** Opening The data block **

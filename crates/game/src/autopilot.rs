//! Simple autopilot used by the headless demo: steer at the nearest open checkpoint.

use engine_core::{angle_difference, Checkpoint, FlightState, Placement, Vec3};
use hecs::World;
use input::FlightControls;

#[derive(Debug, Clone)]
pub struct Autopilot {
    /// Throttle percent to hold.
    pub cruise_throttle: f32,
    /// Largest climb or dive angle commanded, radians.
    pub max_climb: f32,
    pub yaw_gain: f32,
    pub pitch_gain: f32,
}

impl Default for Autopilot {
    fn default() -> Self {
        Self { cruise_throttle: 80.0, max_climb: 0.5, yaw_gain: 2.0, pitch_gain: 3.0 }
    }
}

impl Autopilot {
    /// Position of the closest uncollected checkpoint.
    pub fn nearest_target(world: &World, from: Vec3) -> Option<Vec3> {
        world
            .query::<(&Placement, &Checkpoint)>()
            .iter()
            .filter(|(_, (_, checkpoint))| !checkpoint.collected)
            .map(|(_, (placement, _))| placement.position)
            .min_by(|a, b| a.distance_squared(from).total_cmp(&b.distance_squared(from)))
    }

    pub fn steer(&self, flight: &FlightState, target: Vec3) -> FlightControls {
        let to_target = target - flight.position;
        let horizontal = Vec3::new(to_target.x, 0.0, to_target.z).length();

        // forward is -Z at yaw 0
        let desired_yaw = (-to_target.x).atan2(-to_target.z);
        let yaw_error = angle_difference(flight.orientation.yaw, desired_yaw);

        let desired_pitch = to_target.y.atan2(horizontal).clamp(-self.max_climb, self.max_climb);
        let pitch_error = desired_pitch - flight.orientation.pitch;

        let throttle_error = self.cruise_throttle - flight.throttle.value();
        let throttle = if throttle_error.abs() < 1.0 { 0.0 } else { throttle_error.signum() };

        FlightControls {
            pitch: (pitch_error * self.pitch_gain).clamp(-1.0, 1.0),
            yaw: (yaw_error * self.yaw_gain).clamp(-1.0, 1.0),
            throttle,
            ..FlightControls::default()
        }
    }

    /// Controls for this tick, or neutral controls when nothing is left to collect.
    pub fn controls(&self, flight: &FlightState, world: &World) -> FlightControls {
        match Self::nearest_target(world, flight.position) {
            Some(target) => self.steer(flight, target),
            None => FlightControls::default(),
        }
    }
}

** Closing The data block **
** Opening The data block **

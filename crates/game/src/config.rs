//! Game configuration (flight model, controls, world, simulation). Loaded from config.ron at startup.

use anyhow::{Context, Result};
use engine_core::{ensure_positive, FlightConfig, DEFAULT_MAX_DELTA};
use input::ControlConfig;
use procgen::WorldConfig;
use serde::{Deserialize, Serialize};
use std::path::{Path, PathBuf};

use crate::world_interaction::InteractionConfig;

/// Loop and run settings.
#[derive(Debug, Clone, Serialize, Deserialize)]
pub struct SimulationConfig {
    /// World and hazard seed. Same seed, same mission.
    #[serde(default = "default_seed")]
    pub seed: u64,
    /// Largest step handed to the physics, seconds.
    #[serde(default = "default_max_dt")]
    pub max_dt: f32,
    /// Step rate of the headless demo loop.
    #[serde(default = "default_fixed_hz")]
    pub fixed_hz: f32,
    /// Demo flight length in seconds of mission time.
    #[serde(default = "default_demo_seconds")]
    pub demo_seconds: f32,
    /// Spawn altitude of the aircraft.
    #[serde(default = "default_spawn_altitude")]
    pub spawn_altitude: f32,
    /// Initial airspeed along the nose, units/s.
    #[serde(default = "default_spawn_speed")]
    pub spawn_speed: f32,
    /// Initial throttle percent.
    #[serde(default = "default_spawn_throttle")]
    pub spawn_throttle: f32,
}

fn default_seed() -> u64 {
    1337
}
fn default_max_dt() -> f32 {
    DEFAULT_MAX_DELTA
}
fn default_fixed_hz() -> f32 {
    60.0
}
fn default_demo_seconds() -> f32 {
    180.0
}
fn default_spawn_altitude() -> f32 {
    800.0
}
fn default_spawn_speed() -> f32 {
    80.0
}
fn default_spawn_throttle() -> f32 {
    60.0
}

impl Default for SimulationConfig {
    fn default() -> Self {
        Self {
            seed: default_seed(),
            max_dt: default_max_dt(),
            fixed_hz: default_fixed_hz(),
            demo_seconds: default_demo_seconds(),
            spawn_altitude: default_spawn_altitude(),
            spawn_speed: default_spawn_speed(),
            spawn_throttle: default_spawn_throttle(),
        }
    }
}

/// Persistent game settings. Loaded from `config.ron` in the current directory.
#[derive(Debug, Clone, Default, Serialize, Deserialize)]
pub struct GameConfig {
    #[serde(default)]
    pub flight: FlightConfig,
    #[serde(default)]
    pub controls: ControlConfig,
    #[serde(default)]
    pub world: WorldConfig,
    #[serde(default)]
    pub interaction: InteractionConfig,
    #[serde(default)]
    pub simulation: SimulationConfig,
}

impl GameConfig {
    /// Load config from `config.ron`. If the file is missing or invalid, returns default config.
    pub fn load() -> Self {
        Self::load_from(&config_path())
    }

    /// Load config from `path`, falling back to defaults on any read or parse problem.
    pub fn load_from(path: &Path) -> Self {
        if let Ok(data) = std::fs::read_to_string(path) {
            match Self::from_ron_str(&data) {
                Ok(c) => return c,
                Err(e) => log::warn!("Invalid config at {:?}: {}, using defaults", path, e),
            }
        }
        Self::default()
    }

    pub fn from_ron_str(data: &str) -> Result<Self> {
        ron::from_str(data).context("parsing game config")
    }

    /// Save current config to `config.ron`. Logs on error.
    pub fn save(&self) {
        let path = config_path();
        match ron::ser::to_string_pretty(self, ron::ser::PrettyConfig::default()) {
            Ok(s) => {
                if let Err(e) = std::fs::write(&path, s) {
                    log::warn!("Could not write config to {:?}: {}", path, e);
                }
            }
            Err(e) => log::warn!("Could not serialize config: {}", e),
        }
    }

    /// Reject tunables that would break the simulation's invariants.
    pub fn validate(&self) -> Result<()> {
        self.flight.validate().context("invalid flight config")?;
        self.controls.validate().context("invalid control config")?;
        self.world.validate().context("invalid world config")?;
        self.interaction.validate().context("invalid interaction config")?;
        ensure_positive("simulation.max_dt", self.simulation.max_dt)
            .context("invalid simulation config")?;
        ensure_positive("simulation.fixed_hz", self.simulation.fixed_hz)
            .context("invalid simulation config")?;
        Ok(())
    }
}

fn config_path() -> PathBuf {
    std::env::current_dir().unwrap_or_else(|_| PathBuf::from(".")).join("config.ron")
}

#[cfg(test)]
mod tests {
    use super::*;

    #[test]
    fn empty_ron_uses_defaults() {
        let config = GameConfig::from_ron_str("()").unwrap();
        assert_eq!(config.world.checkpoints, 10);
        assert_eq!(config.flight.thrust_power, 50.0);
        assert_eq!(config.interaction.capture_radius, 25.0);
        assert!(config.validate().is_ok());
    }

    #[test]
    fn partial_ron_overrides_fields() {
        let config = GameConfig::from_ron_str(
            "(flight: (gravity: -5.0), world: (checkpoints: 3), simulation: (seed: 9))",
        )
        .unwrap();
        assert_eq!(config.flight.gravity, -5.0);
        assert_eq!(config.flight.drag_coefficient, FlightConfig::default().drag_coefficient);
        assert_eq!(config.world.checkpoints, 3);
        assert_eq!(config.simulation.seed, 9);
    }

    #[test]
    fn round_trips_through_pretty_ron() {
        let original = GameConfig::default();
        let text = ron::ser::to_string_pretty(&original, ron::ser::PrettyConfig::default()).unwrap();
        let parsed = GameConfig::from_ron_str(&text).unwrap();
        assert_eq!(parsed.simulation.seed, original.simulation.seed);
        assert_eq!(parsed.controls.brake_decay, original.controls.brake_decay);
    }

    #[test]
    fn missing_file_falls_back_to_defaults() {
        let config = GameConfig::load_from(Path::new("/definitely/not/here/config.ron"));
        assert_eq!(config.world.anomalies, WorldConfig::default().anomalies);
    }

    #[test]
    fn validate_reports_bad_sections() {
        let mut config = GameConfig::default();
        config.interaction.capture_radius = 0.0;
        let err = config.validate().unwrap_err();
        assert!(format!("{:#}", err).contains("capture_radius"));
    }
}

** Closing The data block **
** Opening The data block **

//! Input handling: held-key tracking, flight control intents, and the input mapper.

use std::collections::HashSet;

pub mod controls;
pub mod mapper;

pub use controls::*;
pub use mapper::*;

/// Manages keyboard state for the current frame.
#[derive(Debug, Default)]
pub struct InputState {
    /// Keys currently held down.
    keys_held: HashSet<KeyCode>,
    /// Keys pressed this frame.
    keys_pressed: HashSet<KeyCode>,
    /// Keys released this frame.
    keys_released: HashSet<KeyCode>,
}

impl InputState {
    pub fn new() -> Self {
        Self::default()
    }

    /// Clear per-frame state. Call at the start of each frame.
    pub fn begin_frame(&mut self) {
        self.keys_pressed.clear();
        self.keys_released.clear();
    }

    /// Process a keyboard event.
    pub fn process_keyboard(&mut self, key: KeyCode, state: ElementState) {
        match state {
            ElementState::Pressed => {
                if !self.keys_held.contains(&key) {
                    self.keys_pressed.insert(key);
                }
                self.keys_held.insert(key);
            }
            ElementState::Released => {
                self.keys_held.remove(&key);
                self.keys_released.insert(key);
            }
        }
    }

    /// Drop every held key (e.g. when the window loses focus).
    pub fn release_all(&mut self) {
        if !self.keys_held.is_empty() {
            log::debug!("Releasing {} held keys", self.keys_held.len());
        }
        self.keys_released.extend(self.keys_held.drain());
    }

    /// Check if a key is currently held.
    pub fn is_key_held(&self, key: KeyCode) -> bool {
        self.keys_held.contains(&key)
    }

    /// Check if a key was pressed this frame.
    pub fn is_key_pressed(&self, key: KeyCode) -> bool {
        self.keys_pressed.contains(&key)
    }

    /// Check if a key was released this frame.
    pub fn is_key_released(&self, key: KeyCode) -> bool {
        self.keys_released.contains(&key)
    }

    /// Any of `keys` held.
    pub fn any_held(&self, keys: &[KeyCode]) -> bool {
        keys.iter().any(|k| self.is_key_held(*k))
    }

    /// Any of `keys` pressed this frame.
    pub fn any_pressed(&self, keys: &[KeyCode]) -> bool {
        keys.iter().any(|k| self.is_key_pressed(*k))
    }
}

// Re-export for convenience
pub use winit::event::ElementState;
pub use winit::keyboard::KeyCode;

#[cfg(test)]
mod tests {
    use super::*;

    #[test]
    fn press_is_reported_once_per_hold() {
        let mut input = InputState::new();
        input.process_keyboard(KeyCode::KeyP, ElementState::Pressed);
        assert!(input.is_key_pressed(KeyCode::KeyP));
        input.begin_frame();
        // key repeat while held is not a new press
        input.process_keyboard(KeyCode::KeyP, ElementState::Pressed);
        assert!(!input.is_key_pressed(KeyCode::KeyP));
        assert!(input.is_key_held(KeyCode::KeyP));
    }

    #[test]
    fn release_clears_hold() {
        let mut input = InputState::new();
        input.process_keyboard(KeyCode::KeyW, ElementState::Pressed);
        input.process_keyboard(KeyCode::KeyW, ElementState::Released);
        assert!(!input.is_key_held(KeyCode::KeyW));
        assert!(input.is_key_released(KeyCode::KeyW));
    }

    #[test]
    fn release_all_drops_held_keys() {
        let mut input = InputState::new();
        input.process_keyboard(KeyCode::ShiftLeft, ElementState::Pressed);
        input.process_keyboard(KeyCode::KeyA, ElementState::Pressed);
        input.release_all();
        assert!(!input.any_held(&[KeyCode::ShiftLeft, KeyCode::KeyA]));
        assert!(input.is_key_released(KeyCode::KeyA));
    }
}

** Closing The data block **

* _Description of the task_
Give an exact copy of the lines above from the line with "filename crates/game/src/autopilot.rs" up to and including the line with "let throttle_error = self.cruise_throttle", and leave everything else out.

* _Task response_
filename crates/game/src/autopilot.rs
//! Simple autopilot used by the headless demo: steer at the nearest open checkpoint.

use engine_core::{angle_difference, Checkpoint, FlightState, Placement, Vec3};
use hecs::World;
use input::FlightControls;

#[derive(Debug, Clone)]
pub struct Autopilot {
    /// Throttle percent to hold.
    pub cruise_throttle: f32,
    /// Largest climb or dive angle commanded, radians.
    pub max_climb: f32,
    pub yaw_gain: f32,
    pub pitch_gain: f32,
}

impl Default for Autopilot {
    fn default() -> Self {
        Self { cruise_throttle: 80.0, max_climb: 0.5, yaw_gain: 2.0, pitch_gain: 3.0 }
    }
}

impl Autopilot {
    /// Position of the closest uncollected checkpoint.
    pub fn nearest_target(world: &World, from: Vec3) -> Option<Vec3> {
        world
            .query::<(&Placement, &Checkpoint)>()
            .iter()
            .filter(|(_, (_, checkpoint))| !checkpoint.collected)
            .map(|(_, (placement, _))| placement.position)
            .min_by(|a, b| a.distance_squared(from).total_cmp(&b.distance_squared(from)))
    }

    pub fn steer(&self, flight: &FlightState, target: Vec3) -> FlightControls {
        let to_target = target - flight.position;
        let horizontal = Vec3::new(to_target.x, 0.0, to_target.z).length();

        // forward is -Z at yaw 0
        let desired_yaw = (-to_target.x).atan2(-to_target.z);
        let yaw_error = angle_difference(flight.orientation.yaw, desired_yaw);

        let desired_pitch = to_target.y.atan2(horizontal).clamp(-self.max_climb, self.max_climb);
        let pitch_error = desired_pitch - flight.orientation.pitch;

        let throttle_error = self.cruise_throttle - flight.throttle.value();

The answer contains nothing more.